Die Beklagte wendet ein, der Kläger sei zutreffend nach dem Kollektivvertrag für ArbeiterInnen in der Denkmal-, Fassaden- und Gebäudereinigung, im sonstigen Reinigungsgewerbe und in Hausbetreuungstätigkeiten (kurz: KV Gebäudereinigung) entlohnt worden.

Das Erstgericht wies das Klagebegehren ab. Aufgrund der festgestellten Gesamtumstände (Umsatzverteilung, Anzahl der Beschäftigten, Betriebsmitteleinsatz und Außenauftritt) liege die wirtschaftlich maßgebliche Bedeutung für die Beklagte nicht im Bereich Baugewerbe und Bauindustrie, sondern im Bereich der Reinigungsleistungen. Auf das gegenständliche Arbeitsverhältnis finde somit der KV Gebäudereinigung Anwendung.

Das Berufungsgericht hob dieses Urteil über Berufung des Klägers auf und verwies die Rechtssache an das Erstgericht zur neuerlichen Entscheidung nach Verfahrensergänzung zurück.

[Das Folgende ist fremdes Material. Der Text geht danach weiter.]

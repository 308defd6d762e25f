use glam::Vec3;

use crate::asset::Handle;
use crate::renderer::Texture;

/// Per-material transparency class.
#[derive(Clone, Copy, Debug, PartialEq, Eq)]
pub enum AlphaMode {
    /// Fully opaque; alpha is ignored.
    Opaque,
    /// Fragments with alpha below the cutoff are discarded.
    Mask,
    /// Standard alpha blending; sorted back to front, casts no shadows.
    Blend,
}

/// How one surface is rendered. Materials are interned in the asset store and
/// borrowed by render calls; absent textures fall back to shared 1×1 neutral
/// textures so shader sampling is always defined.
#[derive(Clone, Debug)]
pub struct Material {
    pub alpha_mode: AlphaMode,
    pub alpha_cutoff: f32,
    pub two_sided: bool,

    pub albedo_factor: Vec3,
    pub specular_factor: Vec3,
    pub emissive_factor: Vec3,
    pub occlusion_factor: Vec3,

    pub albedo_texture: Option<Handle<Texture>>,
    pub specular_texture: Option<Handle<Texture>>,
    pub normal_texture: Option<Handle<Texture>>,
    pub occlusion_texture: Option<Handle<Texture>>,
    pub metalness_texture: Option<Handle<Texture>>,
    pub roughness_texture: Option<Handle<Texture>>,
    /// Occlusion, metalness and roughness packed into R, G, B.
    pub omr_texture: Option<Handle<Texture>>,
    pub emissive_texture: Option<Handle<Texture>>,
}

impl Default for Material {
    fn default() -> Self {
        Self {
            alpha_mode: AlphaMode::Opaque,
            alpha_cutoff: 0.5,
            two_sided: false,
            albedo_factor: Vec3::ONE,
            specular_factor: Vec3::splat(0.5),
            emissive_factor: Vec3::ZERO,
            occlusion_factor: Vec3::ONE,
            albedo_texture: None,
            specular_texture: None,
            normal_texture: None,
            occlusion_texture: None,
            metalness_texture: None,
            roughness_texture: None,
            omr_texture: None,
            emissive_texture: None,
        }
    }
}

impl Material {
    pub fn new() -> Self {
        Self::default()
    }

    pub fn with_alpha_mode(mut self, mode: AlphaMode) -> Self {
        self.alpha_mode = mode;
        self
    }

    pub fn with_cutoff(mut self, cutoff: f32) -> Self {
        self.alpha_mode = AlphaMode::Mask;
        self.alpha_cutoff = cutoff;
        self
    }

    pub fn with_two_sided(mut self) -> Self {
        self.two_sided = true;
        self
    }

    pub fn with_albedo(mut self, factor: Vec3) -> Self {
        self.albedo_factor = factor;
        self
    }

    pub fn with_emissive(mut self, factor: Vec3) -> Self {
        self.emissive_factor = factor;
        self
    }

    pub fn with_albedo_texture(mut self, texture: Handle<Texture>) -> Self {
        self.albedo_texture = Some(texture);
        self
    }

    pub fn with_normal_texture(mut self, texture: Handle<Texture>) -> Self {
        self.normal_texture = Some(texture);
        self
    }

    pub fn with_omr_texture(mut self, texture: Handle<Texture>) -> Self {
        self.omr_texture = Some(texture);
        self
    }

    pub fn with_emissive_texture(mut self, texture: Handle<Texture>) -> Self {
        self.emissive_texture = Some(texture);
        self
    }

    pub fn is_blended(&self) -> bool {
        self.alpha_mode == AlphaMode::Blend
    }

    /// Alpha threshold handed to shaders. Masked materials cut at their
    /// configured threshold; everything else passes a cutoff of zero.
    pub fn cutoff(&self) -> f32 {
        match self.alpha_mode {
            AlphaMode::Mask => self.alpha_cutoff,
            _ => 0.0,
        }
    }
}
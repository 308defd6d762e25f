use bytemuck::{Pod, Zeroable};
use std::mem;

#[repr(C)]
#[derive(Clone, Copy, Pod, Zeroable, Debug)]
pub struct Vertex {
    pub position: [f32; 3],
    pub normal: [f32; 3],
    pub uv: [f32; 2],
}

impl Vertex {
    pub const ATTRS: [wgpu::VertexAttribute; 3] = wgpu::vertex_attr_array![
        0 => Float32x3,
        1 => Float32x3,
        2 => Float32x2
    ];

    pub fn new(position: [f32; 3], normal: [f32; 3], uv: [f32; 2]) -> Self {
        Self {
            position,
            normal,
            uv,
        }
    }

    pub fn layout<'a>() -> wgpu::VertexBufferLayout<'a> {
        wgpu::VertexBufferLayout {
            array_stride: mem::size_of::<Vertex>() as wgpu::BufferAddress,
            step_mode: wgpu::VertexStepMode::Vertex,
            attributes: &Self::ATTRS,
        }
    }
}

#[cfg(test)]
mod tests {
    use super::*;

    #[test]
    fn stride_matches_struct_size() {
        assert_eq!(
            Vertex::layout().array_stride,
            std::mem::size_of::<Vertex>() as wgpu::BufferAddress
        );
    }
}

Die von der Beklagten angebotenen Sanierungstätigkeiten nach Wasser- und Feuchtigkeitsschäden seien nur im geringen Umfang dem Gewerbe der Denkmal-, Fassaden- und Gebäudereiniger zuzuordnen und die dabei auftretenden Reinigungstätigkeiten könnten sicher nicht als für die gesamte Tätigkeit prägend und maßgeblich angesehen werden. Bei der Sanierung nach Brandschäden werde der Reinigungsaufwand höher einzuschätzen sein; eine im Vergleich zu den sonstigen Leistungen nach Brandschäden (Sanierung von Wänden, Böden, Malereien und Fliesen, unter Umständen auch Reparatur von Einrichtungsgegenständen; Trocknungs- und Reparaturarbeiten nach Löschschäden) überwiegende und für den gesamten Geschäftszweig prägende Bedeutung könne aber auch hier dem Reinigungsgewerbe nicht zuerkannt werden. Der „gemischte“ Charakter der Tätigkeiten der Beklagten spiegle sich auch in der Zusammensetzung der Qualifikation der Mitarbeiter wider. Dabei falle auf, dass Mitarbeiter mit verschiedenen handwerklichen Qualifikationen beschäftigt würden (Maler und Tapezierer, Maurer/Trockenbauer, Tischler und Bodenleger, Installateur, Trocknungsmonteur, „Allround-Monteur“, Elektriker und Fliesenleger). „Helfer“ und „Vorarbeiter Brand“ würden nach den Feststellungen sowohl im Bereich der Brandplatzräumung und für Spezialreinigungsarbeiten, als auch für Wiederherstellungsarbeiten nach Brandschäden eingesetzt. Ein personalmäßiger Überhang bei Tätigkeiten der reinen Brandreinigung könne daher auch hier nicht erkannt werden. Letztlich spreche auch der Außenauftritt des Unternehmens dafür, dass die angebotene Tätigkeit und gleichsam ihr Alleinstellungsmerkmal im Wettbewerb wesentlich über den bloßen Bereich der Reinigung nach Brand-, Wasser- oder Sturmschäden hinausgehe.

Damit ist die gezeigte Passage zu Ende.